Other hosts included:
- Gorilla Monsoon and Lord Alfred Hayes, UK Challenge (1987-1988)
- Vince McMahon and Bobby Heenan (February 7, 1988)
- Gorilla Monsoon, Tony Schiavone, and Bobby Heenan (June 25, 1989)
- Gorilla Monsoon and Tony Schiavone (July 2, 1989 - November 12, 1989, December 10, 1989 - April 1, 1990)
- Vince McMahon and Gorilla Monsoon (November 19, 26, December 3, 1989)
- Gorilla Monsoon, Bobby Heenan, and Jim "The Anvil" Neidhart (March 31, 1991 - August 25, 1991)
- Gorilla Monsoon and Bobby Heenan (September 28, 1986 - June 18, 1989, April 22, 1990 - March 24, 1991, September 1, 1991 - April 4, 1993)
- Jim Ross and Bobby Heenan (April 11, 1993 - December 5, 1993)
- Jim Ross and Gorilla Monsoon (December 12, 1993 - February 13, 1994)
- Gorilla Monsoon and Stan Lane (February 13, 1994 - March 20, 1994)
- Stan Lane and Ted DiBiase (March 27, 1994 - July 3, 1994, July 10, 1994 - August 7, 1994, February 26, 1995)
- Jim Ross and Ted DiBiase (August 14, 1994 - August 28, 1994)
- Gorilla Monsoon and Ted DiBiase (July 10, 1994, September 4, 1994 - February 19, 1995, March 5, 1995 - April 23, 1995)
- Jim Ross and Gorilla Monsoon (April 30, 1995 - June 11, 1995, June 25, 1995 - July 30, 1995)
- Stan Lane and Gorilla Monsoon (June 18, 1995)
- Jim Ross and Dok Hendrix (August 6, 1995 - August 27, 1995)
- Dok Hendrix and Mr. Perfect (August 27, 1995 onward)

==International transmission==
In some parts of Canada, Wrestling Challenge was repackaged as WWF Cavalcade, with the only difference apart from the title being Canadian-produced interview segments. This repackaging allowed the program to count as Canadian content.

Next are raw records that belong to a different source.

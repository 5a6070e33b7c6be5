//! In-memory doubles shared by the application tests.

use std::sync::atomic::{AtomicBool, Ordering};
use std::sync::{Arc, Mutex};

use async_trait::async_trait;
use tokio::sync::Notify;

use gemchat_core::conversation::{ConversationArchive, ConversationRepository, GenerationConfig};
use gemchat_core::credentials::{CredentialRepository, Credentials};
use gemchat_core::generation::{ChatTurn, GenerationBackend, PromptPart, RemoteCallError};
use gemchat_core::{GemchatError, Result};
use gemchat_interaction::BackendConnector;

/// Backend that answers every call with a fixed result.
pub struct ScriptedBackend {
    reply: std::result::Result<String, RemoteCallError>,
    gate: Option<Notify>,
    chats: Mutex<Vec<Vec<ChatTurn>>>,
    prompts: Mutex<Vec<Vec<PromptPart>>>,
}

impl ScriptedBackend {
    pub fn replying(reply: &str) -> Self {
        Self::new(Ok(reply.to_string()), None)
    }

    pub fn failing(error: RemoteCallError) -> Self {
        Self::new(Err(error), None)
    }

    /// Replies only after [`release`](Self::release) is called.
    pub fn gated(reply: &str) -> Self {
        Self::new(Ok(reply.to_string()), Some(Notify::new()))
    }

    fn new(reply: std::result::Result<String, RemoteCallError>, gate: Option<Notify>) -> Self {
        Self {
            reply,
            gate,
            chats: Mutex::new(Vec::new()),
            prompts: Mutex::new(Vec::new()),
        }
    }

    pub fn release(&self) {
        if let Some(gate) = &self.gate {
            gate.notify_one();
        }
    }

    pub fn chats(&self) -> Vec<Vec<ChatTurn>> {
        self.chats.lock().unwrap().clone()
    }

    pub fn prompts(&self) -> Vec<Vec<PromptPart>> {
        self.prompts.lock().unwrap().clone()
    }

    pub fn call_count(&self) -> usize {
        self.chats.lock().unwrap().len() + self.prompts.lock().unwrap().len()
    }

    async fn answer(&self) -> std::result::Result<String, RemoteCallError> {
        if let Some(gate) = &self.gate {
            gate.notified().await;
        }
        self.reply.clone()
    }
}

#[async_trait]
impl GenerationBackend for ScriptedBackend {
    async fn chat(
        &self,
        turns: &[ChatTurn],
        _config: &GenerationConfig,
    ) -> std::result::Result<String, RemoteCallError> {
        self.chats.lock().unwrap().push(turns.to_vec());
        self.answer().await
    }

    async fn generate(
        &self,
        parts: &[PromptPart],
        _config: &GenerationConfig,
    ) -> std::result::Result<String, RemoteCallError> {
        self.prompts.lock().unwrap().push(parts.to_vec());
        self.answer().await
    }
}

/// Connector that hands out one shared backend, or refuses every key.
pub struct MockConnector {
    backend: Option<Arc<ScriptedBackend>>,
}

impl MockConnector {
    pub fn with_backend(backend: Arc<ScriptedBackend>) -> Self {
        Self {
            backend: Some(backend),
        }
    }

    pub fn working() -> Self {
        Self::with_backend(Arc::new(ScriptedBackend::replying("ok")))
    }

    pub fn failing() -> Self {
        Self { backend: None }
    }
}

impl BackendConnector for MockConnector {
    fn connect(&self, _credentials: &Credentials) -> Result<Arc<dyn GenerationBackend>> {
        match &self.backend {
            Some(backend) => Ok(backend.clone()),
            None => Err(GemchatError::validation("API key not valid")),
        }
    }
}

#[derive(Default)]
pub struct MemoryCredentialRepository {
    stored: Mutex<Option<Credentials>>,
    fail_save: AtomicBool,
}

impl MemoryCredentialRepository {
    pub fn with(credentials: Credentials) -> Self {
        Self {
            stored: Mutex::new(Some(credentials)),
            fail_save: AtomicBool::new(false),
        }
    }

    /// Makes every later `save` fail.
    pub fn fail_saves(&self) {
        self.fail_save.store(true, Ordering::SeqCst);
    }

    pub fn stored(&self) -> Option<Credentials> {
        self.stored.lock().unwrap().clone()
    }
}

#[async_trait]
impl CredentialRepository for MemoryCredentialRepository {
    async fn load(&self) -> Result<Option<Credentials>> {
        Ok(self.stored())
    }

    async fn save(&self, credentials: &Credentials) -> Result<()> {
        if self.fail_save.load(Ordering::SeqCst) {
            return Err(GemchatError::io("disk full"));
        }
        *self.stored.lock().unwrap() = Some(credentials.clone());
        Ok(())
    }

    async fn clear(&self) -> Result<()> {
        *self.stored.lock().unwrap() = None;
        Ok(())
    }
}

#[derive(Default)]
pub struct MemoryConversationRepository {
    archive: Mutex<Option<ConversationArchive>>,
}

impl MemoryConversationRepository {
    pub fn stored(&self) -> Option<ConversationArchive> {
        self.archive.lock().unwrap().clone()
    }
}

#[async_trait]
impl ConversationRepository for MemoryConversationRepository {
    async fn load(&self) -> Result<Option<ConversationArchive>> {
        Ok(self.stored())
    }

    async fn save(&self, archive: &ConversationArchive) -> Result<()> {
        *self.archive.lock().unwrap() = Some(archive.clone());
        Ok(())
    }
}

In the United Kingdom, the show aired on Sky 1 and a repackaged version was aired occasionally from 1987 until 1988 on ITV as a part of the final two years of ITV's Saturday lunchtime Wrestling coverage. Certain ITV areas also screened a batch of 10 months' worth of episodes (covering the period August 1987-June 1988) in an early morning graveyard timeslot, erroneously announced in TV listings as Superstars Of Wrestling. The late night ITV slot would be replaced in 1990 by tapes of WCW. The Sky transmission continued to air in the UK until 1997, when it was repackaged as WWF Shotgun Challenge.

== Home media ==
Select episodes of Wrestling Challenge are available for streaming on the WWE Network. As of May 17, 2021, there were 23 episodes of Wrestling Challenge available for streaming on WWE Network, dating from its premiere to February 8, 1987.